*Task*: The required result is a line count: how many lines in this data hold the word "PasswordHash". Give only that.

Dataset entries:

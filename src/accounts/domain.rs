// Account domain types - validation and handle derivation, no I/O
use serde::Deserialize;
use std::fmt;
use thiserror::Error;

pub const MIN_CREDENTIAL_LEN: usize = 6;

/// User-correctable input defect. The message is surfaced verbatim.
#[derive(Debug, Clone, PartialEq, Eq, Error)]
#[error("{0}")]
pub struct ValidationError(pub String);

impl ValidationError {
    pub fn new(message: impl Into<String>) -> Self {
        Self(message.into())
    }
}

#[derive(Debug, Clone, PartialEq, Eq, Hash)]
pub struct Handle(String);

impl Handle {
    pub fn new(handle: impl Into<String>) -> Self {
        Self(handle.into())
    }

    /// The `attempt`-th probe for `base`: `base`, then `base1`, `base2`, ...
    pub fn candidate(base: &str, attempt: u64) -> Self {
        if attempt == 0 {
            Self(base.to_string())
        } else {
            Self(format!("{}{}", base, attempt))
        }
    }

    pub fn as_str(&self) -> &str {
        &self.0
    }
}

impl fmt::Display for Handle {
    fn fmt(&self, f: &mut fmt::Formatter<'_>) -> fmt::Result {
        write!(f, "{}", self.0)
    }
}

#[derive(Debug, Clone, PartialEq, Eq)]
pub struct Email(String);

impl Email {
    pub fn parse(raw: &str) -> Result<Self, ValidationError> {
        let email = raw.trim();
        match email.split_once('@') {
            Some((local, domain))
                if !local.is_empty()
                    && !domain.is_empty()
                    && !domain.contains('@')
                    && !email.chars().any(char::is_whitespace) =>
            {
                Ok(Self(email.to_string()))
            }
            _ => Err(ValidationError::new("Enter a valid email address.")),
        }
    }

    /// Substring before the `@`; the base for handle derivation.
    pub fn local_part(&self) -> &str {
        self.0.split('@').next().unwrap_or(&self.0)
    }

    pub fn as_str(&self) -> &str {
        &self.0
    }
}

/// bcrypt hash of a credential. Plaintext is never kept.
#[derive(Debug, Clone, PartialEq, Eq)]
pub struct PasswordHash(String);

impl PasswordHash {
    pub fn hash(plaintext: &str, cost: u32) -> Result<Self, bcrypt::BcryptError> {
        Ok(Self(bcrypt::hash(plaintext, cost)?))
    }

    pub fn from_stored(hash: impl Into<String>) -> Self {
        Self(hash.into())
    }

    /// Verify plaintext against the stored hash - constant-time via bcrypt
    pub fn verify(&self, plaintext: &str) -> bool {
        bcrypt::verify(plaintext, &self.0).unwrap_or(false)
    }

    pub fn as_str(&self) -> &str {
        &self.0
    }
}

/// Registration payload as submitted. Missing or null fields are rejected by
/// [`RegistrationRequest::validate`].
#[derive(Debug, Clone, Default, Deserialize)]
#[serde(default)]
pub struct RegistrationRequest {
    pub email: Option<String>,
    pub name: Option<String>,
    pub bio: Option<String>,
    #[serde(rename = "password")]
    pub credential: Option<String>,
    #[serde(rename = "password_confirm")]
    pub credential_confirm: Option<String>,
}

#[derive(Debug, Clone)]
pub struct ValidatedRegistration {
    pub email: Email,
    pub name: String,
    pub bio: Option<String>,
    pub credential: String,
}

impl RegistrationRequest {
    pub fn validate(self) -> Result<ValidatedRegistration, ValidationError> {
        let credential = self.credential.unwrap_or_default();
        if credential.chars().count() < MIN_CREDENTIAL_LEN {
            return Err(ValidationError::new(format!(
                "Ensure this field has at least {} characters.",
                MIN_CREDENTIAL_LEN
            )));
        }
        if self.credential_confirm.as_deref() != Some(credential.as_str()) {
            return Err(ValidationError::new("Passwords don't match"));
        }

        let email = Email::parse(self.email.as_deref().unwrap_or_default())?;
        let name = required_name(self.name.as_deref().unwrap_or_default())?;

        Ok(ValidatedRegistration {
            email,
            name,
            bio: normalize_bio(self.bio),
            credential,
        })
    }
}

/// Fields a caller may change on their own profile. Anything else in the
/// payload (`id`, `email`, `handle`, timestamps) is dropped by serde.
#[derive(Debug, Clone, Default, Deserialize)]
pub struct ProfileUpdate {
    pub name: Option<String>,
    pub bio: Option<String>,
}

impl ProfileUpdate {
    pub fn validate(self) -> Result<Self, ValidationError> {
        let name = self.name.as_deref().map(required_name).transpose()?;
        Ok(Self {
            name,
            bio: self.bio.map(|bio| bio.trim().to_string()),
        })
    }
}

/// Everything the store needs to insert an account.
#[derive(Debug, Clone)]
pub struct NewAccount {
    pub handle: Handle,
    pub email: Email,
    pub name: String,
    pub bio: Option<String>,
    pub password_hash: PasswordHash,
}

fn required_name(raw: &str) -> Result<String, ValidationError> {
    let name = raw.trim();
    if name.is_empty() {
        return Err(ValidationError::new("Name is required"));
    }
    Ok(name.to_string())
}

fn normalize_bio(bio: Option<String>) -> Option<String> {
    bio.map(|b| b.trim().to_string()).filter(|b| !b.is_empty())
}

*Result of this task*: 3